Wenn die EU-Datenschutzgrundverordnung (DSGVO/GDPR) am 25. Mai diesen Jahres in Kraft tritt, brauchen Sie als Firmen eine "ausdrückliche Zustimmung", um spezifische Formen der Datenverarbeitung zu legitimieren. Der momentane Wirbel um DSGVO/GDPR ist groß und die Rechtsabteilungen und Datenschutzbeauftragten bekommen rauchende Köpfe, den zwei essenzielle Anliegen müssen zweifelsohne geklärt werden: Was ist eine ausdrückliche Zustimmung und an welcher Stelle muss jene explizit eingeholt werden?

WAS VERSTEHT MAN KONKRET UNTER EINER AUSDRÜCKLICHEN ZUSTIMMUNG?
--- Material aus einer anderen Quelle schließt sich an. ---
use crab_pong::consts::*;
use crab_pong::sim::{GameEvent, MAX_CRAB_POS, MIN_CRAB_POS, PaddleSlot, ScriptedAngles};
use crab_pong::{Arena, Tuning};
use std::f32::consts::TAU;

/// Drive an arena with uneven frame times, steering the player from a script
fn play<R: crab_pong::AngleSource>(arena: &mut Arena<R>, frames: usize) {
    let frame_times = [1.0 / 60.0, 1.0 / 144.0, 0.033, 0.004];
    for frame in 0..frames {
        arena.set_player_intent((frame / 40 % 3) as i32 - 1);
        arena.advance(frame_times[frame % frame_times.len()]);
    }
}

#[test]
fn test_determinism() {
    let tuning = Tuning {
        seed: 99999,
        starting_score: 3,
        ..Default::default()
    };
    let mut a = Arena::from_tuning(&tuning);
    let mut b = Arena::from_tuning(&tuning);

    play(&mut a, 3000);
    play(&mut b, 3000);

    assert_eq!(a.snapshot(), b.snapshot());
    assert_eq!(
        serde_json::to_string(&a.snapshot()).unwrap(),
        serde_json::to_string(&b.snapshot()).unwrap()
    );
}

#[test]
fn test_scripted_angles_match_spawn_order() {
    let mut arena = Arena::with_rng(1.8, 3, ScriptedAngles::new([1.0, 2.0]));
    arena.advance(0.001);
    assert_eq!(arena.balls().len(), 1);
    assert_eq!(arena.balls()[0].angle(), 1.0);
    assert_eq!(
        arena.drain_events(),
        vec![GameEvent::BallSpawned { angle: 1.0 }]
    );
}

#[test]
fn test_invariants_hold_over_a_long_match() {
    let mut arena = Arena::with_rng(2.5, 2, ScriptedAngles::new([0.4, 2.1, 3.9, 5.5, 1.2]));
    let frame_times = [1.0 / 60.0, 1.0 / 144.0, 0.033];
    for frame in 0..20_000 {
        arena.set_player_intent((frame / 25 % 3) as i32 - 1);
        arena.advance(frame_times[frame % frame_times.len()]);

        for (slot, &score) in arena.paddles().iter().zip(arena.scores().iter()) {
            match slot {
                PaddleSlot::Present(crab) => {
                    assert!(score > 0);
                    assert!(crab.position() >= MIN_CRAB_POS && crab.position() <= MAX_CRAB_POS);
                    assert!(crab.velocity().abs() <= crab.maximum_speed());
                }
                PaddleSlot::Eliminated => assert_eq!(score, 0),
            }
        }
        for ball in arena.balls() {
            assert!((0.0..TAU).contains(&ball.angle()));
            assert!((0.0..=1.0).contains(&ball.fade_amount()));
        }
        assert!(arena.balls().len() <= NUM_BALLS);
    }
}

#[test]
fn test_match_end_clears_the_board() {
    // The player never moves, so somebody runs out of points eventually
    let mut arena = Arena::with_rng(1.8, 1, ScriptedAngles::new([4.3, 4.9, 4.6]));
    let mut ticks = 0;
    while !arena.is_game_over() && ticks < 100_000 {
        arena.advance(GAME_STEP_TIME);
        ticks += 1;
    }
    if !arena.is_game_over() {
        return;
    }

    if arena.paddle(0).is_none() {
        assert_eq!(arena.score(0), 0);
        assert!(!arena.player_won());
    } else {
        assert!(arena.player_won());
        assert_eq!(arena.scores()[1..], [0, 0, 0]);
    }

    // Nothing new spawns and the leftovers fade away
    arena.advance(2.0);
    assert!(arena.balls().is_empty());
    arena.advance(2.0);
    assert!(arena.balls().is_empty());

    let events = arena.drain_events();
    let over = events
        .iter()
        .filter(|e| matches!(e, GameEvent::GameOver { .. }))
        .count();
    assert_eq!(over, 1);
}

#[test]
fn test_placeholder_arena_stays_empty() {
    let mut arena = Arena::new(1.8, 0);
    assert!(arena.is_game_over());
    arena.advance(5.0);
    assert!(arena.balls().is_empty());
    assert!(arena.drain_events().is_empty());
    assert_eq!(arena.scores(), [0; 4]);
}

#[test]
fn test_non_positive_dt_is_noop() {
    let mut arena = Arena::new(1.8, 3);
    arena.advance(0.5);
    let before = arena.snapshot();
    arena.advance(0.0);
    arena.advance(-1.0);
    arena.advance(f32::NAN);
    assert_eq!(arena.snapshot(), before);
}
Die explizite Zustimmung kann genauso wie die Standardanforderungen der Datenschutz-Grundverordnung (DSGVO) für die Einholung der Zustimmung betrachtet werden. Der hinreißende Unterschied besteht trotz alledem darin, dass die ausdrückliche Zustimmung in dieser Art für den Endverbraucher beschaffen sein muss, dass für Ihn keinerlei Raum für eine Fehlinterpretation bleibt. Im Klartext, dem Endverbraucher muss schriftlich oder per Stimme eine klare Aussage zur Auswahl gestellt werden, die sich akkurat auf das Element der Datenverarbeitung bezieht, welches eine ausdrückliche Zustimmung erfordert. Die Erklärung für die Untersuchung der Fakten sollte sämtliche detaillierte Wissen und Konsequenzen der zu übertragenden Informationen und der hiermit gekoppelt Gefahrensituationen des Transfers offenlegen.

Zudem müssen die Voraussetzungen für die ausdrückliche Zustimmung der Definition der DSGVO entsprechen. Dies bedeutet, dass die Einwilligung explizit eingeholt werden muss. Die klare Zustimmung seitens das Setzen eins Häkchens in einem Kästchen ist zwingend, ein vorab angekreuztes Kästchen ist rechtswidrig. Die Datenschutz-Grundverordnung (DSGVO) sieht zusätzliche Änderungen vor, wie Händler, mittelständische Firmen, Konzerne und ebenso Vereine ihre Zustimmung einholen müssen.

  • Sicherstellung, dass die Einverständniserklärungen von weiteren Bedingungen getrennt sind.
  • Die Zustimmung sollte keine Voraussetzung für die Anmeldung zu einer Veranstaltung oder einem Service sein, es sei denn, dies ist in dem Fall nötig.
  • Eine genaue und detaillierte Erläuterung der separaten Opportunitäten für die Zustimmung zu unterschiedlichen Rubriken der Verarbeitung
  • Geben Sie genau an, welche Firmierungen bzw. Dritte auf die Einwilligung angewiesen sind, den z.B. akkurat definierte Kategorien von Drittherstellern werden von der DSGVO nicht akzeptiert.
  • Führen Sie Buch darüber, um abgesichert zu sein, was die Person zugestimmt hat, samt was vermittelt wurde und wann und wie die Zustimmung erfolgte (Zeitstempel).
  • Legen Sie es den Menschen offen, dass sie das Recht haben, ihre Einwilligung ständig zu widerrufen und stellen sie in jedem Fall sicher, dass der Vorgang des Widerrufes gleichfalls reibungslos ist wie der der Zustimmung
  • Prüfen Sie, dass es kein Ungleichgewicht in der Beziehung inmitten der Person und Ihrem Firmierungen gibt.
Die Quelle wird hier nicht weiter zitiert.